Susete Rodrigues/AO Online   Regional   8 de Jul de 2019, 13:58

O presidente do Governo dos Açores, que iniciou esta segunda-feira uma visita estatutária à ilha do Pico, visitou as obras de recuperação do porto comercial da Madalena, onde destacou os cerca de 26 milhões de euros que foram investidos nesta infraestrutura nos últimos 10 anos.

Citado em nota, Vasco Cordeiro disse que se está a falar de uma "infraestrutura portuária que assume uma importância fundamental e é por isso que, nos últimos 10 anos e contando com esta intervenção que está já concluída, foram feitos investimentos superiores a 26 milhões de euros”.


Recorde-se que a  27 e 28 de fevereiro de 2017, uma tempestade provocou estragos significativos neste porto, nomeadamente nos mantos de proteção do molhe exterior, nos pavimentos do cais e nas redes técnicas e, principalmente, o derrube de um troço do muro cortina do cais comercial e “desaprumou” um troço com cerca de 70 metros.
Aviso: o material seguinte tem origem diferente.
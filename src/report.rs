//! Run report accumulated by the worker.
//!
//! A [`Report`] mirrors the loaded [`Request`]: an algorithm sweep produces
//! an [`AlgorithmReport`] with one [`Evaluation`] per objective function, a
//! function sweep a [`FunctionReport`] with one per algorithm. Each
//! evaluation keeps the running best, the last population snapshot, and one
//! [`GenerationRecord`] per completed generation.
//!
//! The skeleton is built at load time so that a run cancelled before its
//! first generation still serializes to a well-formed report.

use crate::error::{Result, SessionError};
use crate::request::{AlgorithmInfo, FunctionInfo, Request};
use crate::solver::StepResult;
use serde::{Deserialize, Serialize};

/// Best-so-far after one generation.
#[derive(Debug, Clone, PartialEq, Serialize, Deserialize)]
pub struct GenerationRecord {
    #[serde(rename = "Generation")]
    pub generation: usize,

    #[serde(rename = "FBest")]
    pub f_best: Option<f64>,

    #[serde(rename = "XBest")]
    pub x_best: Option<Vec<f64>>,
}

/// History of one solver instance on one objective.
///
/// `subject` names what varies across the report: the objective function for
/// an algorithm sweep, the algorithm for a function sweep. Its fields are
/// flattened into the evaluation object.
#[derive(Debug, Clone, PartialEq, Serialize, Deserialize)]
pub struct Evaluation<S> {
    #[serde(flatten)]
    pub subject: S,

    /// Generation the evaluation started from.
    #[serde(rename = "Step")]
    pub step: usize,

    #[serde(rename = "FBest")]
    pub f_best: Option<f64>,

    #[serde(rename = "XBest")]
    pub x_best: Option<Vec<f64>>,

    /// Population or swarm positions after the last recorded generation.
    #[serde(rename = "XFinal", default)]
    pub x_final: Vec<Vec<f64>>,

    #[serde(rename = "EvaluationCount", default)]
    pub evaluation_count: usize,

    #[serde(rename = "Generations", default)]
    pub generations: Vec<GenerationRecord>,
}

impl<S> Evaluation<S> {
    fn new(subject: S, step: usize) -> Self {
        Self {
            subject,
            step,
            f_best: None,
            x_best: None,
            x_final: Vec::new(),
            evaluation_count: 0,
            generations: Vec::new(),
        }
    }

    /// Last generation recorded, or the starting step.
    pub fn last_generation(&self) -> usize {
        self.generations
            .last()
            .map_or(self.step, |g| g.generation)
    }

    fn record(&mut self, result: &StepResult) {
        let f_best = finite(result.best_fitness);
        let x_best = (!result.best_vector.is_empty()).then(|| result.best_vector.clone());
        self.generations.push(GenerationRecord {
            generation: result.generation,
            f_best,
            x_best: x_best.clone(),
        });
        self.f_best = f_best;
        self.x_best = x_best;
        self.x_final.clone_from(&result.snapshot);
        self.evaluation_count += result.evaluations_delta;
    }
}

/// JSON has no infinities; an unbounded best is reported as `null`.
fn finite(x: f64) -> Option<f64> {
    x.is_finite().then_some(x)
}

/// One algorithm across several objective functions.
#[derive(Debug, Clone, PartialEq, Serialize, Deserialize)]
pub struct AlgorithmReport {
    #[serde(rename = "AlgorithmInfo")]
    pub algorithm_info: AlgorithmInfo,

    #[serde(rename = "StepsCount")]
    pub steps_count: usize,

    #[serde(rename = "Evaluations")]
    pub evaluations: Vec<Evaluation<FunctionInfo>>,
}

/// One objective function across several algorithms.
#[derive(Debug, Clone, PartialEq, Serialize, Deserialize)]
pub struct FunctionReport {
    #[serde(rename = "FunctionInfo")]
    pub function_info: FunctionInfo,

    #[serde(rename = "StepsCount")]
    pub steps_count: usize,

    #[serde(rename = "Evaluations")]
    pub evaluations: Vec<Evaluation<AlgorithmInfo>>,
}

/// Terminal report of a run.
#[derive(Debug, Clone, PartialEq, Serialize, Deserialize)]
#[serde(untagged)]
pub enum Report {
    Algorithm(AlgorithmReport),
    Function(FunctionReport),
}

impl Report {
    /// Empty report shaped after `request`.
    pub fn skeleton(request: &Request) -> Self {
        let steps_count = request.steps().max(0) as usize;
        match request {
            Request::Algorithm(r) => Self::Algorithm(AlgorithmReport {
                algorithm_info: r.algorithm.clone(),
                steps_count,
                evaluations: Vec::new(),
            }),
            Request::Function(r) => Self::Function(FunctionReport {
                function_info: r.function.clone(),
                steps_count,
                evaluations: Vec::new(),
            }),
        }
    }

    pub fn steps_count(&self) -> usize {
        match self {
            Self::Algorithm(r) => r.steps_count,
            Self::Function(r) => r.steps_count,
        }
    }

    /// Number of evaluations created so far.
    pub fn len(&self) -> usize {
        match self {
            Self::Algorithm(r) => r.evaluations.len(),
            Self::Function(r) => r.evaluations.len(),
        }
    }

    pub fn is_empty(&self) -> bool {
        self.len() == 0
    }

    /// Appends an evaluation for the `function` × `algorithm` pair and
    /// returns its index. Only the side that varies is stored.
    pub fn create_evaluation(
        &mut self,
        function: &FunctionInfo,
        algorithm: &AlgorithmInfo,
        step: usize,
    ) -> usize {
        match self {
            Self::Algorithm(r) => {
                r.evaluations.push(Evaluation::new(function.clone(), step));
                r.evaluations.len() - 1
            }
            Self::Function(r) => {
                r.evaluations.push(Evaluation::new(algorithm.clone(), step));
                r.evaluations.len() - 1
            }
        }
    }

    /// Records one generation of evaluation `index`.
    pub fn record(&mut self, index: usize, result: &StepResult) -> Result<()> {
        let steps_count = self.steps_count();
        if result.generation > steps_count {
            return Err(SessionError::runtime(format!(
                "generation {} exceeds the {steps_count}-step budget",
                result.generation
            )));
        }
        let missing = || SessionError::runtime(format!("no evaluation at index {index}"));
        match self {
            Self::Algorithm(r) => r.evaluations.get_mut(index).ok_or_else(missing)?.record(result),
            Self::Function(r) => r.evaluations.get_mut(index).ok_or_else(missing)?.record(result),
        }
        Ok(())
    }

    /// Generation records of evaluation `index`.
    pub fn generations(&self, index: usize) -> Option<&[GenerationRecord]> {
        match self {
            Self::Algorithm(r) => r.evaluations.get(index).map(|e| e.generations.as_slice()),
            Self::Function(r) => r.evaluations.get(index).map(|e| e.generations.as_slice()),
        }
    }

    /// Running best fitness of evaluation `index`.
    pub fn best_fitness(&self, index: usize) -> Option<f64> {
        match self {
            Self::Algorithm(r) => r.evaluations.get(index).and_then(|e| e.f_best),
            Self::Function(r) => r.evaluations.get(index).and_then(|e| e.f_best),
        }
    }

    /// Cumulative objective evaluations of evaluation `index`.
    pub fn evaluation_count(&self, index: usize) -> Option<usize> {
        match self {
            Self::Algorithm(r) => r.evaluations.get(index).map(|e| e.evaluation_count),
            Self::Function(r) => r.evaluations.get(index).map(|e| e.evaluation_count),
        }
    }

    pub fn serialize(&self) -> Result<String> {
        serde_json::to_string(self)
            .map_err(|e| SessionError::runtime(format!("report serialization failed: {e}")))
    }

    pub fn from_json(json: &str) -> Result<Self> {
        serde_json::from_str(json)
            .map_err(|e| SessionError::protocol(format!("malformed report: {e}")))
    }
}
Segundo o presidente do Governo, a reconstrução concluída recentemente, num investimento superior a cinco milhões de euros, permitiu, não apenas repor a situação que existia antes da tempestade, mas também reforçar as condições de proteção deste porto, “que se assume de importância fundamental para o trafego marítimo, sobretudo entre as ilhas do Faial e Pico”.
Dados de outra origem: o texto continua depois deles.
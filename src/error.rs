//! Error taxonomy shared by the dispatcher, session, and worker.
//!
//! Every variant is reported to the client as an `error` event; none of them
//! is fatal to the connection. Cooperative cancellation is deliberately not
//! represented here: a stopped run is an outcome, not a failure.

use thiserror::Error;

/// Result alias used across the session layer.
pub type Result<T> = std::result::Result<T, SessionError>;

/// Failures surfaced to the client.
#[derive(Debug, Clone, PartialEq, Eq, Error)]
pub enum SessionError {
    /// Malformed frame: both or neither of request/command, unknown command
    /// keyword, undecodable payload.
    #[error("{0}")]
    Protocol(String),

    /// Well-formed request or command that is not acceptable right now:
    /// bad step count, bad domain, missing seeds, wrong session state.
    #[error("{0}")]
    Validation(String),

    /// Unknown algorithm, objective function, or request type.
    #[error("{0}")]
    Algorithm(String),

    /// Unexpected failure inside a worker step.
    #[error("{0}")]
    Runtime(String),
}

impl SessionError {
    pub fn protocol(msg: impl Into<String>) -> Self {
        Self::Protocol(msg.into())
    }

    pub fn validation(msg: impl Into<String>) -> Self {
        Self::Validation(msg.into())
    }

    pub fn algorithm(msg: impl Into<String>) -> Self {
        Self::Algorithm(msg.into())
    }

    pub fn runtime(msg: impl Into<String>) -> Self {
        Self::Runtime(msg.into())
    }

    /// Short label for the error class, used in process logs.
    pub fn kind(&self) -> &'static str {
        match self {
            Self::Protocol(_) => "protocol",
            Self::Validation(_) => "validation",
            Self::Algorithm(_) => "algorithm",
            Self::Runtime(_) => "runtime",
        }
    }
}

impl From<serde_json::Error> for SessionError {
    fn from(e: serde_json::Error) -> Self {
        Self::Protocol(format!("malformed frame: {e}"))
    }
}

#[cfg(test)]
mod tests {
    use super::*;

    #[test]
    fn test_display_is_bare_message() {
        let err = SessionError::protocol("Wrong command");
        assert_eq!(err.to_string(), "Wrong command");
        assert_eq!(err.kind(), "protocol");
    }

    #[test]
    fn test_json_error_maps_to_protocol() {
        let err: SessionError = serde_json::from_str::<serde_json::Value>("{")
            .unwrap_err()
            .into();
        assert!(matches!(err, SessionError::Protocol(_)));
        assert!(err.to_string().starts_with("malformed frame"));
    }
}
“Concluímos esta obra, mas já temos, por exemplo, nas Lajes das Flores, uma intervenção de recuperação de estragos estimada em cerca de 10 milhões de euros, cujo projeto está em fase de conclusão”, sublinhou Vasco Cordeiro, ao destacar a relevância dos portos açorianos em termos de acessibilidades marítimas entre todas as ilhas.



Nesse sentido, salientou que estão já concluídas, em execução ou previstos arrancar investimentos “um pouco por toda a Região”, nomeadamente nas ilhas do Corvo, das Flores, de São Jorge, do Faial, do Pico, da Terceira e de São Miguel, que “visam dar uma resposta cabal, adequada e eficiente àquela que é a nossa condição arquipelágica”.